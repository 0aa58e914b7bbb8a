//! Wall-clock sources
//!
//! Bucket timestamps are wall-clock times reported by SDKs, so expiry is
//! computed against a wall clock rather than a monotonic one. The clock is
//! injected so tests can move time deterministically.

use std::fmt;
use std::sync::Mutex;

use chrono::{DateTime, TimeDelta, Utc};

use crate::lock;

pub trait Clock: Send + Sync + fmt::Debug {
    fn now(&self) -> DateTime<Utc>;
}

/// The system wall clock.
#[derive(Clone, Copy, Debug, Default)]
pub struct SystemClock;

impl Clock for SystemClock {
    fn now(&self) -> DateTime<Utc> {
        Utc::now()
    }
}

/// A clock that only moves when told to.
#[derive(Debug)]
pub struct ManualClock {
    now: Mutex<DateTime<Utc>>,
}

impl ManualClock {
    pub fn new(start: DateTime<Utc>) -> Self {
        Self {
            now: Mutex::new(start),
        }
    }

    pub fn set(&self, now: DateTime<Utc>) {
        *lock(&self.now) = now;
    }

    pub fn advance(&self, delta: TimeDelta) {
        let mut now = lock(&self.now);
        *now = now.checked_add_signed(delta).unwrap_or(*now);
    }
}

impl Clock for ManualClock {
    fn now(&self) -> DateTime<Utc> {
        *lock(&self.now)
    }
}

/// Wall time derived from the tokio clock.
///
/// Anchored to the wall time at construction and advanced by
/// `tokio::time::Instant`, so a paused runtime (`start_paused`) moves this
/// clock in lockstep with its timers.
#[derive(Debug)]
pub struct RuntimeClock {
    anchor_wall: DateTime<Utc>,
    anchor: tokio::time::Instant,
}

impl RuntimeClock {
    pub fn new() -> Self {
        Self::anchored_at(Utc::now())
    }

    pub fn anchored_at(anchor_wall: DateTime<Utc>) -> Self {
        Self {
            anchor_wall,
            anchor: tokio::time::Instant::now(),
        }
    }
}

impl Default for RuntimeClock {
    fn default() -> Self {
        Self::new()
    }
}

impl Clock for RuntimeClock {
    fn now(&self) -> DateTime<Utc> {
        let elapsed = tokio::time::Instant::now().saturating_duration_since(self.anchor);
        TimeDelta::from_std(elapsed)
            .ok()
            .and_then(|delta| self.anchor_wall.checked_add_signed(delta))
            .unwrap_or(self.anchor_wall)
    }
}
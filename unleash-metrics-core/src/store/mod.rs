//! Store collaborators
//!
//! The service never talks to a database directly. Each concern it persists
//! or reads sits behind one of these traits; [`memory`] provides in-process
//! implementations.

use std::sync::Arc;

use async_trait::async_trait;
use tokio::sync::mpsc;

use crate::error::StoreError;
use crate::event::CreateEvent;
use crate::model::{
    AppInstance, ApplicationQuery, ApplicationRecord, ClientMetrics, ClientRegistration,
    FeatureSummary, InstanceSighting, StrategySummary,
};

pub mod memory;

/// Raw metrics as reported, fanned out to subscribers on insert. Delivery
/// never drops a payload: each subscriber gets its own unbounded queue.
#[async_trait]
pub trait ClientMetricsStore: Send + Sync {
    async fn insert(&self, metrics: ClientMetrics) -> Result<(), StoreError>;

    /// Receive every payload inserted after this call.
    fn subscribe(&self) -> mpsc::UnboundedReceiver<ClientMetrics>;
}

#[async_trait]
pub trait ClientApplicationStore: Send + Sync {
    /// Insert or refresh one application per registration.
    async fn bulk_upsert(&self, apps: &[ClientRegistration]) -> Result<(), StoreError>;

    async fn upsert(&self, app: ApplicationRecord) -> Result<(), StoreError>;

    /// Flag every not-yet-announced application as announced and return them.
    async fn set_unannounced_to_announced(&self) -> Result<Vec<ApplicationRecord>, StoreError>;

    async fn get_applications(
        &self,
        query: &ApplicationQuery,
    ) -> Result<Vec<ApplicationRecord>, StoreError>;

    async fn get_application(&self, app_name: &str)
    -> Result<Option<ApplicationRecord>, StoreError>;

    async fn delete_application(&self, app_name: &str) -> Result<(), StoreError>;
}

#[async_trait]
pub trait ClientInstanceStore: Send + Sync {
    async fn bulk_upsert(&self, instances: &[ClientRegistration]) -> Result<(), StoreError>;

    async fn insert(&self, sighting: InstanceSighting) -> Result<(), StoreError>;

    async fn get_by_app_name(&self, app_name: &str) -> Result<Vec<AppInstance>, StoreError>;

    async fn delete_for_application(&self, app_name: &str) -> Result<(), StoreError>;
}

#[async_trait]
pub trait EventStore: Send + Sync {
    async fn batch_store(&self, events: Vec<CreateEvent>) -> Result<(), StoreError>;
}

#[async_trait]
pub trait FeatureToggleStore: Send + Sync {
    /// Stamp the named toggles as seen now.
    async fn last_seen_toggles(&self, names: &[String]) -> Result<(), StoreError>;

    async fn get_features(&self) -> Result<Vec<FeatureSummary>, StoreError>;
}

#[async_trait]
pub trait StrategyStore: Send + Sync {
    async fn get_strategies(&self) -> Result<Vec<StrategySummary>, StoreError>;
}

/// Every collaborator the metrics service uses.
#[derive(Clone)]
pub struct Stores {
    pub client_metrics: Arc<dyn ClientMetricsStore>,
    pub client_applications: Arc<dyn ClientApplicationStore>,
    pub client_instances: Arc<dyn ClientInstanceStore>,
    pub events: Arc<dyn EventStore>,
    pub feature_toggles: Arc<dyn FeatureToggleStore>,
    pub strategies: Arc<dyn StrategyStore>,
}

WORK TO COMPLETE:
Report every line of the data above that contains the string "FeatureToggleStore" by copying it in full.

EXERCISE RESULT:
pub trait FeatureToggleStore: Send + Sync {
    pub feature_toggles: Arc<dyn FeatureToggleStore>,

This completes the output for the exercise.